According to a 2017 World Bank study, nearly 3 billion people worldwide are considered unbanked or underbanked. In fact, of this total, 2 billion have no bank account or even access to a financial institution via phone or internet. While there has been a decline in this number since the World Bank conducted a similar study in 2011, this figure still represents almost 40 percent of the world’s population. So what does this all mean and what are the implications of having such a sizable number of people with limited financial access?
First of all, it’s important to understand the distinctions between underbanked and unbanked. The underbanked, according the FDIC are households that have “a checking or savings account but also obtained financial products and services outside of the banking system.” The financial products these people often rely on include things like cash advances, payday loans or similar costly services that require limited or no credit qualifiers. The unbanked, on the other hand, are simply those households that don’t have a checking or savings account at all. The implications of having such large numbers of people outside of the traditional banking system are widespread. It makes it harder for those people to develop equity and escape the cycle of poverty. It also stands to follow that because it’s harder for these people to advance their financial position, the economies of the regions in which they live are likely to be slowed.
In the 2017 report “Financial Exclusion: Why it is More Expensive to be Poor” from the Wharton School of Business, researchers found “there’s a great economic burden on unbanked individuals to complete even the most basic financial transactions.” In the U.S., it estimates that check cashing alone could cost an unbanked person with a full time job upwards of $40,000 over the course of their life. So it’s not difficult to imagine the effect being underbanked or unbanked could have on a regional or national economy. It impacts their ability to buy a home, expand a business, pay for education and even purchase household goods and services.

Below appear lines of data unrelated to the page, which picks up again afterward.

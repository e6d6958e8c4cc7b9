use axum::Json;
use serde_json::{json, Value};

/// GET /health
/// Returns a simple status object with service version.
pub async fn health_handler() -> Json<Value> {
    Json(json!({
        "status": "ok",
        "version": "0.1.0",
        "service": "shortlist-api"
    }))
}
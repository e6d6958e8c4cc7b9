//! The application state machine.
//!
//! Applications move `cvReview -> interview -> approved` on the happy path,
//! drop to `rejected` on a failing score or HR verdict, and park in
//! `waitResult` when screening itself failed and a human has to look.
//! Every status change carries a request type (`next`, `reject`, `wait`)
//! into the append-only event log.

use serde::Deserialize;
use thiserror::Error;
use uuid::Uuid;

use crate::models::{ApplicationStatus, ReqType};
use crate::screening::{Aggregate, Decision, EvaluationResult, ScoredCriterion, ERROR_CRITERION};

#[derive(Debug, Error)]
pub enum LifecycleError {
    #[error("application in status {current:?} cannot be reviewed")]
    NotReviewable { current: ApplicationStatus },
}

/// A status change plus the request kind recorded with it.
#[derive(Debug, Clone, Copy, PartialEq, Eq)]
pub struct Transition {
    pub to: ApplicationStatus,
    pub req: ReqType,
}

/// Scoring decision -> lifecycle transition.
pub fn decision_transition(decision: Decision) -> Transition {
    match decision {
        Decision::AdvanceToInterview => Transition {
            to: ApplicationStatus::Interview,
            req: ReqType::Next,
        },
        Decision::Rejected => Transition {
            to: ApplicationStatus::Rejected,
            req: ReqType::Reject,
        },
        // Unreadable model output parks the application where it was,
        // flagged for a human by the wait event.
        Decision::Wait => Transition {
            to: ApplicationStatus::CvReview,
            req: ReqType::Wait,
        },
    }
}

/// Where an application goes when the screening task itself failed.
pub fn failure_transition() -> Transition {
    Transition {
        to: ApplicationStatus::WaitResult,
        req: ReqType::Wait,
    }
}

/// HR verdict on an application that survived screening.
#[derive(Debug, Clone, Copy, PartialEq, Eq, Deserialize)]
#[serde(rename_all = "lowercase")]
pub enum ReviewDecision {
    Approve,
    Reject,
}

/// HR may only decide applications sitting in `interview` or `waitResult`.
pub fn review_transition(
    current: ApplicationStatus,
    decision: ReviewDecision,
) -> Result<Transition, LifecycleError> {
    match current {
        ApplicationStatus::Interview | ApplicationStatus::WaitResult => Ok(match decision {
            ReviewDecision::Approve => Transition {
                to: ApplicationStatus::Approved,
                req: ReqType::Next,
            },
            ReviewDecision::Reject => Transition {
                to: ApplicationStatus::Rejected,
                req: ReqType::Reject,
            },
        }),
        current => Err(LifecycleError::NotReviewable { current }),
    }
}

/// An evaluation row before ids and timestamps exist.
#[derive(Debug, Clone)]
pub struct NewEvaluation {
    pub resume_version_id: Uuid,
    pub model: String,
    pub criterion: String,
    pub score: i32,
    pub strengths: Vec<String>,
    pub weaknesses: Vec<String>,
}

/// Everything one screening run wants persisted. The store applies it
/// atomically: evaluation rows, status update and event land together or
/// not at all.
#[derive(Debug, Clone)]
pub struct EvaluationOutcome {
    pub evaluations: Vec<NewEvaluation>,
    pub transition: Transition,
}

impl EvaluationOutcome {
    /// Outcome of a run that got an answer out of the model.
    pub fn from_result(
        resume_version_id: Uuid,
        model: &str,
        result: EvaluationResult,
        aggregate: &Aggregate,
    ) -> Self {
        match result {
            EvaluationResult::Scored(criteria) => Self {
                evaluations: criteria
                    .into_iter()
                    .map(|criterion| NewEvaluation::scored(resume_version_id, model, criterion))
                    .collect(),
                transition: decision_transition(aggregate.decision),
            },
            EvaluationResult::ParseFailure { .. } => Self {
                evaluations: vec![NewEvaluation::error(
                    resume_version_id,
                    model,
                    "model output could not be parsed as JSON",
                )],
                transition: decision_transition(Decision::Wait),
            },
        }
    }

    /// Outcome of a run that failed outright (extraction, transport,
    /// storage): one `error` row, parked at `waitResult`.
    pub fn from_failure(resume_version_id: Uuid, model: &str, message: &str) -> Self {
        Self {
            evaluations: vec![NewEvaluation::error(resume_version_id, model, message)],
            transition: failure_transition(),
        }
    }

    /// A review writes no evaluation rows, only the transition.
    pub fn review(transition: Transition) -> Self {
        Self {
            evaluations: vec![],
            transition,
        }
    }
}

impl NewEvaluation {
    fn scored(resume_version_id: Uuid, model: &str, criterion: ScoredCriterion) -> Self {
        Self {
            resume_version_id,
            model: model.to_string(),
            criterion: criterion.name,
            score: i32::from(criterion.score),
            strengths: criterion.strengths,
            weaknesses: criterion.weaknesses,
        }
    }

    fn error(resume_version_id: Uuid, model: &str, message: &str) -> Self {
        Self {
            resume_version_id,
            model: model.to_string(),
            criterion: ERROR_CRITERION.to_string(),
            score: 0,
            strengths: vec![],
            weaknesses: vec![message.to_string()],
        }
    }
}
use anyhow::Result;
use sqlx::postgres::PgPoolOptions;
use sqlx::PgPool;
use tracing::info;

/// Creates a PostgreSQL connection pool and applies pending migrations.
pub async fn create_pool(database_url: &str) -> Result<PgPool> {
    info!("Connecting to PostgreSQL...");

    let pool = PgPoolOptions::new()
        .max_connections(10)
        .connect(database_url)
        .await?;

    sqlx::migrate!().run(&pool).await?;

    info!("PostgreSQL connection pool established");
    Ok(pool)
}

In addition to the calculable financial implications of the unbanked/underbanked, there are broader societal implications of inclusion in the financial system. The World Bank states that access to credit and payment systems “empower[s] women…boosts productive investment and consumption.” The organization goes on to note that it can reduce income inequality, positively impact economic growth and even help improve mental health. So the benefits are clear.
While governmental policies can have a significant impact on changing this current situation, the World Bank notes in a 2015 study that private companies can also play a “pivotal role” in making thing better for these communities. One such company that’s focused on improving access to credit for the underbanked and unbanked around the globe is Colendi.

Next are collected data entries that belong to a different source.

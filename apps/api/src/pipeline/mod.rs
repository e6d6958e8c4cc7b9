// Screening Pipeline — the application state machine and the background
// task that drives it.
//
// lifecycle:   transition table + the outcome bundle a run wants persisted
// runner:      one screening pass (extract -> evaluate -> aggregate -> record)
// coordinator: fire-and-forget submission with total failure containment

pub mod coordinator;
pub mod lifecycle;
pub mod runner;

pub use coordinator::{EvaluationJob, ScreeningCoordinator};
pub use lifecycle::{review_transition, EvaluationOutcome, ReviewDecision};
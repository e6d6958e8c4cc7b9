pub mod applicant;
pub mod application;
pub mod vacancy;

pub use applicant::{ApplicantRow, ResumeVersionRow};
pub use application::{
    ApplicationEventRow, ApplicationStatus, CvEvaluationRow, JobApplicationRow, ReqType,
};
pub use vacancy::{VacancyRow, VacancyStatus};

Colendi’s mission is to democratize credit scoring and make participation in banking systems possible for everybody. Leveraging blockchain technology, Colendi aims to empower the unbanked or underbanked, giving them a financial identity and equal financial access to banking systems while keeping their personal information under their control. It does so while looking at information like social media accounts, smartphone usage, shopping preferences, bill payment history and hundreds more categories. Many people and companies are already behind the project in the global network including signed financial service and retail partners including Limak , Ininal and Koçtaş. It makes microcredit, peer-to-peer lending and installment shopping a reality for traditionally underserved populations.